Mas ao pensar em seu coração, Katarina sentiu-se sangrar novamente. Há quanto tempo ela sangrava em silêncio? Lembrou-se de quando estava no chão sangrando e Talon beijando Mirian. Sua lembrança era mais vaga que uma brisa de verão. Mas, naquela hora, no quarto de Claire, lembrando de tudo o que havia passado, ela sangrou. Ela sentiu vontade de chorar.

Chorar pelo seu passado.

Chorar porque pelo passado dele.

Chorar porque queria chorar pelo passado dele.

Chorar por seus erros.

Chorar porque era fraca.

Chorar por seu sentimento.

– Acenda a luz. – Talon falou atrás de si, a porta estava aberta e Katarina só via sua silhueta refletida no vidro da janela.

– Por que? – Ela disse sorrindo sem se virar.

– Escureceu. – Katarina olhou para cima e buscou controlar as lágrimas que queriam sair.

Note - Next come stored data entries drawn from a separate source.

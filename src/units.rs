//! chrono + chrono-tz reference adapter.
//!
//! The bundled unit algebra for parsers working on [`chrono::DateTime`]s in
//! an IANA timezone. [`units`] covers the conventional short spellings:
//! `ms`, `s`, `m`, `h`, `d`, `w` (ISO week, Monday start), `mo`, `y`.
//!
//! Semantics, per unit:
//!
//! - `ms` through `h` add by absolute duration; an hour is always 3600
//!   seconds, even across a DST change.
//! - `d`, `w`, `mo`, `y` add on the local calendar: the wall-clock time is
//!   preserved, and months/years clamp the day of month (Jan 31 plus one
//!   month is Feb 29 in a leap year).
//! - Rounding works on the local wall clock. The adapter's precision is
//!   the millisecond, so rounding up yields the period's last millisecond,
//!   one below the next boundary and never the boundary itself.
//! - A local time that is ambiguous after an operation (DST fall-back)
//!   resolves to the earlier instant; one that does not exist
//!   (spring-forward gap) slides forward past the gap.

use chrono::offset::LocalResult;
use chrono::{DateTime, Datelike, Duration, NaiveDate, NaiveDateTime, NaiveTime, TimeZone, Timelike, Utc};
use chrono_tz::Tz;

use crate::unit::{ParseContext, ParserConfig, UnitDefinition, UnitTable};

/// Time type produced by this adapter.
pub type Time = DateTime<Tz>;

/// Unit definition type for this adapter.
pub type Unit = UnitDefinition<Time, Tz>;

#[derive(Debug, Clone, Copy, PartialEq, Eq)]
enum Grain {
    Millisecond,
    Second,
    Minute,
    Hour,
    Day,
    Week,
    Month,
    Year,
}

impl Grain {
    fn name(self) -> &'static str {
        match self {
            Grain::Millisecond => "millisecond",
            Grain::Second => "second",
            Grain::Minute => "minute",
            Grain::Hour => "hour",
            Grain::Day => "day",
            Grain::Week => "week",
            Grain::Month => "month",
            Grain::Year => "year",
        }
    }
}

/// Current instant in the context's timezone.
pub fn now(ctx: &ParseContext<Tz>) -> Time {
    Utc::now().with_timezone(&ctx.timezone)
}

/// The default unit table.
pub fn units() -> UnitTable<Time, Tz> {
    [
        ("ms", Grain::Millisecond),
        ("s", Grain::Second),
        ("m", Grain::Minute),
        ("h", Grain::Hour),
        ("d", Grain::Day),
        ("w", Grain::Week),
        ("mo", Grain::Month),
        ("y", Grain::Year),
    ]
    .into_iter()
    .map(|(key, grain)| (key.to_owned(), unit_for(grain)))
    .collect()
}

/// Default spellings of the now-keyword.
pub fn now_aliases() -> Vec<String> {
    vec!["now".to_owned()]
}

/// A ready-to-use configuration over the default units.
///
/// Built as an explicit value rather than a process-wide singleton, so
/// parsers with different configurations can coexist.
pub fn config(timezone: Tz) -> ParserConfig<Time, Tz> {
    ParserConfig { now: Box::new(now), units: units(), timezone, now_aliases: now_aliases() }
}

fn unit_for(grain: Grain) -> Unit {
    UnitDefinition {
        name: grain.name().to_owned(),
        add: Box::new(move |time, amount, _ctx| add(time, amount, grain)),
        round_up: Box::new(move |time, _ctx| round_up(time, grain)),
        round_down: Box::new(move |time, _ctx| round_down(time, grain)),
    }
}

// chrono's `+` panics on out-of-range results; a user-typed amount must
// never crash the process, so additions saturate at the representable
// bounds instead.
fn add(time: Time, amount: i64, grain: Grain) -> Time {
    match grain {
        Grain::Millisecond => add_absolute(time, Duration::try_milliseconds(amount), amount),
        Grain::Second => add_absolute(time, Duration::try_seconds(amount), amount),
        Grain::Minute => add_absolute(time, Duration::try_minutes(amount), amount),
        Grain::Hour => add_absolute(time, Duration::try_hours(amount), amount),
        // Calendar units keep the local wall-clock time.
        Grain::Day | Grain::Week | Grain::Month | Grain::Year => {
            rezone(time.timezone(), shift_local(time.naive_local(), amount, grain))
        }
    }
}

fn add_absolute(time: Time, delta: Option<Duration>, amount: i64) -> Time {
    let tz = time.timezone();
    delta.and_then(|d| time.checked_add_signed(d)).unwrap_or_else(|| clamp_instant(tz, amount))
}

fn clamp_instant(tz: Tz, amount: i64) -> Time {
    let bound = if amount < 0 { DateTime::<Utc>::MIN_UTC } else { DateTime::<Utc>::MAX_UTC };
    bound.with_timezone(&tz)
}

fn clamp_local(amount: i64) -> NaiveDateTime {
    if amount < 0 { NaiveDateTime::MIN } else { NaiveDateTime::MAX }
}

fn round_down(time: Time, grain: Grain) -> Time {
    rezone(time.timezone(), start_of(grain, time.naive_local()))
}

// Last millisecond of the containing period: start of the next period on
// the local calendar, minus one.
fn round_up(time: Time, grain: Grain) -> Time {
    let next = shift_local(start_of(grain, time.naive_local()), 1, grain);
    rezone(time.timezone(), next) - Duration::milliseconds(1)
}

fn shift_local(dt: NaiveDateTime, amount: i64, grain: Grain) -> NaiveDateTime {
    let shifted = match grain {
        Grain::Millisecond => Duration::try_milliseconds(amount),
        Grain::Second => Duration::try_seconds(amount),
        Grain::Minute => Duration::try_minutes(amount),
        Grain::Hour => Duration::try_hours(amount),
        Grain::Day => Duration::try_days(amount),
        Grain::Week => Duration::try_weeks(amount),
        Grain::Month => return add_months(dt, amount),
        Grain::Year => return add_months(dt, amount.saturating_mul(12)),
    };
    shifted.and_then(|d| dt.checked_add_signed(d)).unwrap_or_else(|| clamp_local(amount))
}

fn start_of(grain: Grain, dt: NaiveDateTime) -> NaiveDateTime {
    let midnight = NaiveTime::from_hms_opt(0, 0, 0).unwrap_or_else(|| dt.time());
    match grain {
        Grain::Millisecond => {
            let millis = dt.time().nanosecond() / 1_000_000;
            let time = dt.time().with_nanosecond(millis * 1_000_000).unwrap_or_else(|| dt.time());
            NaiveDateTime::new(dt.date(), time)
        }
        Grain::Second => {
            let time = dt.time().with_nanosecond(0).unwrap_or_else(|| dt.time());
            NaiveDateTime::new(dt.date(), time)
        }
        Grain::Minute => {
            let time = NaiveTime::from_hms_opt(dt.hour(), dt.minute(), 0).unwrap_or_else(|| dt.time());
            NaiveDateTime::new(dt.date(), time)
        }
        Grain::Hour => {
            let time = NaiveTime::from_hms_opt(dt.hour(), 0, 0).unwrap_or_else(|| dt.time());
            NaiveDateTime::new(dt.date(), time)
        }
        Grain::Day => NaiveDateTime::new(dt.date(), midnight),
        Grain::Week => {
            let weekday_offset = dt.date().weekday().num_days_from_monday() as i64;
            NaiveDateTime::new(dt.date() - Duration::days(weekday_offset), midnight)
        }
        Grain::Month => {
            NaiveDateTime::new(NaiveDate::from_ymd_opt(dt.year(), dt.month(), 1).unwrap_or_else(|| dt.date()), midnight)
        }
        Grain::Year => {
            NaiveDateTime::new(NaiveDate::from_ymd_opt(dt.year(), 1, 1).unwrap_or_else(|| dt.date()), midnight)
        }
    }
}

fn add_months(dt: NaiveDateTime, months: i64) -> NaiveDateTime {
    let base_year = dt.date().year() as i64;
    let base_month = dt.date().month() as i64;
    let zero_based = (base_month - 1).saturating_add(months);
    let Ok(year) = i32::try_from(base_year + zero_based.div_euclid(12)) else {
        return clamp_local(months);
    };
    let month = (zero_based.rem_euclid(12) + 1) as u32;
    let day = dt.date().day().min(days_in_month(year, month));
    // from_ymd_opt also rejects years beyond chrono's calendar range.
    match NaiveDate::from_ymd_opt(year, month, day) {
        Some(date) => NaiveDateTime::new(date, dt.time()),
        None => clamp_local(months),
    }
}

fn days_in_month(year: i32, month: u32) -> u32 {
    let (next_year, next_month) = if month == 12 { (year + 1, 1) } else { (year, month + 1) };
    let first_next = NaiveDate::from_ymd_opt(next_year, next_month, 1)
        .unwrap_or_else(|| NaiveDate::from_ymd_opt(year, month, 1).unwrap());
    let last_day = first_next - Duration::days(1);
    last_day.day()
}

// Map a local wall-clock time back into the zone. Ambiguous times (DST
// fall-back) take the earlier instant; nonexistent times (spring-forward
// gap) slide forward until the clock exists again.
fn rezone(tz: Tz, local: NaiveDateTime) -> Time {
    let mut probe = local;
    for _ in 0..=48 {
        match tz.from_local_datetime(&probe) {
            LocalResult::Single(dt) => return dt,
            LocalResult::Ambiguous(earlier, _) => return earlier,
            LocalResult::None => match probe.checked_add_signed(Duration::minutes(30)) {
                Some(next) => probe = next,
                None => break,
            },
        }
    }
    // No real zone has a gap this long; read the wall time as UTC instead
    // of probing further.
    tz.from_utc_datetime(&local)
}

– Realmente, escureceu. – Ela disse em bom tom. – Escureceu há tanto tempo...

– Acenda. – Ele rosnou de irritação ao vê-la.

– É tão importante para você? – Ela se virou com um sorriso fraco. Talon sentiu seu coração rachar com a visão. Ele teve certeza que ela sabia o que ele tinha falado dela.

– Não. – Não respondeu de imediato. Apenas via o branco de seus olhos, o verde estava completamente apagado.

– Deixe escuro. Acender a luz não vai mudar nada. – Mudar. Aquela palavra chegou ao ouvido de Talon como uma lança afiada. Ele fechou os olhos e a puxou pelo pulso, tirando-a daquele quarto escuro.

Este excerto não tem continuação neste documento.